Les limitations les plus importantes ont concerné la liberté de circulation (article 16), de religion (article 19), de réunion (article 17) et d'initiative économique (article 41). La question est également ouverte de savoir si les personnes qui ont été soumises à la "quarantaine" ont vu leur liberté personnelle limitée (article 13).

9. Si l'état d'urgence n'a pas été déclaré, l'exécutif a-t-il bénéficié de pouvoirs supplémentaires en vertu de la législation ordinaire sur les risques sanitaires ou d'une autre urgence publique? A-t-il décidé d'imposer des restrictions exceptionnelles aux droits de l'homme sur la base de ces lois?

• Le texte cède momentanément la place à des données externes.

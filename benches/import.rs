//! Benchmarks for field decoding and full imports.

// Criterion macros generate items without docs - this is expected for benchmarks
#![allow(missing_docs, clippy::unwrap_used)]

use criterion::{BenchmarkId, Criterion, Throughput, criterion_group, criterion_main};
use secrecy::SecretString;
use std::hint::black_box;
use std::time::Duration;

use settings_import::io::encode_record;
use settings_import::{
    FieldCodec, ImportConfig, ImportRequest, ImportService, MemorySettingsStore,
};

const FIELDS_PER_ACCOUNT: usize = 40;

fn secret() -> SecretString {
    SecretString::from("bench passphrase".to_string())
}

fn build_export(accounts: usize) -> String {
    let codec = FieldCodec::new(&secret()).unwrap();
    let mut lines = Vec::with_capacity(accounts * FIELDS_PER_ACCOUNT);
    for a in 0..accounts {
        let id = format!("00000000-0000-0000-0000-{a:012}");
        lines.push(
            encode_record(&codec, &format!("{id}.accountNumber"), &a.to_string(), ':')
                .unwrap(),
        );
        for f in 1..FIELDS_PER_ACCOUNT {
            lines.push(
                encode_record(&codec, &format!("{id}.field{f}"), "some setting value", ':')
                    .unwrap(),
            );
        }
    }
    lines.join("\n")
}

fn bench_decode(c: &mut Criterion) {
    let codec = FieldCodec::new(&secret()).unwrap();
    let token = codec
        .encode("0f8fad5b-d9cb-469f-a165-70867728950e.folder.inbox.displayMode")
        .unwrap();

    c.bench_function("decode_field", |b| {
        b.iter(|| codec.decode(black_box(&token)).unwrap());
    });
}

fn bench_import(c: &mut Criterion) {
    let mut group = c.benchmark_group("import");
    group.measurement_time(Duration::from_secs(5));
    let service = ImportService::new(ImportConfig::default());
    let secret = secret();

    for accounts in [1usize, 10, 50] {
        let data = build_export(accounts);
        group.throughput(Throughput::Elements((accounts * FIELDS_PER_ACCOUNT) as u64));
        group.bench_with_input(BenchmarkId::from_parameter(accounts), &data, |b, data| {
            b.iter(|| {
                let mut store = MemorySettingsStore::new();
                service
                    .import(ImportRequest::new(black_box(data), &secret), &mut store)
                    .unwrap()
            });
        });
    }

    group.finish();
}

criterion_group!(benches, bench_decode, bench_import);
criterion_main!(benches);
//! TTL Cache demo
//!
//! Writes two keys, stops expiration, waits past the TTL and shows that both
//! keys survived.

use anyhow::Context;
use tracing::{info, warn};
use tracing_subscriber::{layer::SubscriberExt, util::SubscriberInitExt};

use ttl_cache::{Config, TtlCache};

/// Main entry point for the TTL cache demo.
///
/// # Sequence
/// 1. Initialize tracing subscriber for logging
/// 2. Load configuration from environment variables
/// 3. Create the cache and write `key1` and `key2`
/// 4. Stop expiration, then sleep past the TTL
/// 5. Report which keys survived and print stats as JSON
#[tokio::main]
async fn main() -> anyhow::Result<()> {
    // Defaults to "info" level, can be overridden with RUST_LOG env var
    tracing_subscriber::registry()
        .with(
            tracing_subscriber::EnvFilter::try_from_default_env()
                .unwrap_or_else(|_| "ttl_cache=info".into()),
        )
        .with(tracing_subscriber::fmt::layer())
        .init();

    let config = Config::from_env();
    info!(
        "Configuration loaded: ttl={}ms, overwrite_policy={}",
        config.ttl_ms, config.overwrite_policy
    );

    let cache: TtlCache<String> =
        TtlCache::from_config(&config).context("failed to create cache")?;

    cache.set("key1", "value1".to_string()).await;
    cache.set("key2", "value2".to_string()).await;

    match cache.get("key1").await {
        Some(value) => info!("Value for key1: {}", value),
        None => warn!("key1 not found in cache"),
    }

    cache.stop_expiration().await;

    let wait = cache.ttl() + std::time::Duration::from_secs(1);
    info!("Sleeping {:?} to outlast the TTL", wait);
    tokio::time::sleep(wait).await;

    for key in ["key1", "key2"] {
        match cache.get(key).await {
            Some(value) => info!("{} still cached after TTL: {}", key, value),
            None => warn!("{} expired from cache", key),
        }
    }

    cache.shutdown().await;

    let stats = serde_json::to_string_pretty(&cache.stats().await)
        .context("failed to serialize cache stats")?;
    println!("{}", stats);

    Ok(())
}
//! Cache Statistics Module
//!
//! Tracks lookup results and the fate of expiration watchers.

use std::sync::atomic::{AtomicU64, Ordering};

use serde::Serialize;

// == Cache Stats ==
/// Point-in-time snapshot of cache metrics.
#[derive(Debug, Clone, Default, PartialEq, Serialize)]
pub struct CacheStats {
    /// Number of successful lookups
    pub hits: u64,
    /// Number of lookups that found nothing
    pub misses: u64,
    /// Number of writes
    pub sets: u64,
    /// Entries deleted by their watcher
    pub expirations: u64,
    /// Watchers that fired after a newer write took over their key
    pub superseded_watchers: u64,
    /// Watchers that exited because expiration was stopped
    pub cancelled_watchers: u64,
    /// Current number of entries in the cache
    pub total_entries: usize,
    /// Watchers still waiting for their deadline
    pub pending_watchers: usize,
    /// Whether expiration has been stopped
    pub expiration_stopped: bool,
}

impl CacheStats {
    // == Hit Rate ==
    /// Calculates the cache hit rate.
    ///
    /// Returns hits / (hits + misses), or 0.0 if no requests have been made.
    pub fn hit_rate(&self) -> f64 {
        let total = self.hits + self.misses;
        if total == 0 {
            0.0
        } else {
            self.hits as f64 / total as f64
        }
    }
}

// == Cache Counters ==
/// Lock-free counters shared by the cache and its watchers.
///
/// Lookups only hold the shared lock, so counting cannot rely on `&mut`.
#[derive(Debug, Default)]
pub struct CacheCounters {
    hits: AtomicU64,
    misses: AtomicU64,
    sets: AtomicU64,
    expirations: AtomicU64,
    superseded: AtomicU64,
    cancelled: AtomicU64,
}

impl CacheCounters {
    pub fn new() -> Self {
        Self::default()
    }

    pub fn record_hit(&self) {
        self.hits.fetch_add(1, Ordering::Relaxed);
    }

    pub fn record_miss(&self) {
        self.misses.fetch_add(1, Ordering::Relaxed);
    }

    pub fn record_set(&self) {
        self.sets.fetch_add(1, Ordering::Relaxed);
    }

    pub fn record_expiration(&self) {
        self.expirations.fetch_add(1, Ordering::Relaxed);
    }

    pub fn record_superseded(&self) {
        self.superseded.fetch_add(1, Ordering::Relaxed);
    }

    pub fn record_cancelled(&self) {
        self.cancelled.fetch_add(1, Ordering::Relaxed);
    }

    // == Snapshot ==
    /// Copies the counters into a [`CacheStats`]. Gauges are left at their
    /// defaults for the caller to fill in.
    pub fn snapshot(&self) -> CacheStats {
        CacheStats {
            hits: self.hits.load(Ordering::Relaxed),
            misses: self.misses.load(Ordering::Relaxed),
            sets: self.sets.load(Ordering::Relaxed),
            expirations: self.expirations.load(Ordering::Relaxed),
            superseded_watchers: self.superseded.load(Ordering::Relaxed),
            cancelled_watchers: self.cancelled.load(Ordering::Relaxed),
            ..CacheStats::default()
        }
    }
}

Une réponse à la question devrait tenir compte du cadre juridique spécifique de l'état d'urgence en Italie (voir Q5), où la déclaration de l'état d'urgence n'a pas de base constitutionnelle, mais seulement législative.

La déclaration de l'état d'urgence a donc constitué un terrain très faible pour les restrictions des droits de l'homme. En outre, le texte de la constitution prévoit que toutes les limitations des droits fondamentaux doivent être prévues par un acte législatif (riserva di legge). Ce sont les raisons pour lesquelles le gouvernement a eu recours à des décrets de loi afin d'impliquer le Parlement dans le processus de prise de décision.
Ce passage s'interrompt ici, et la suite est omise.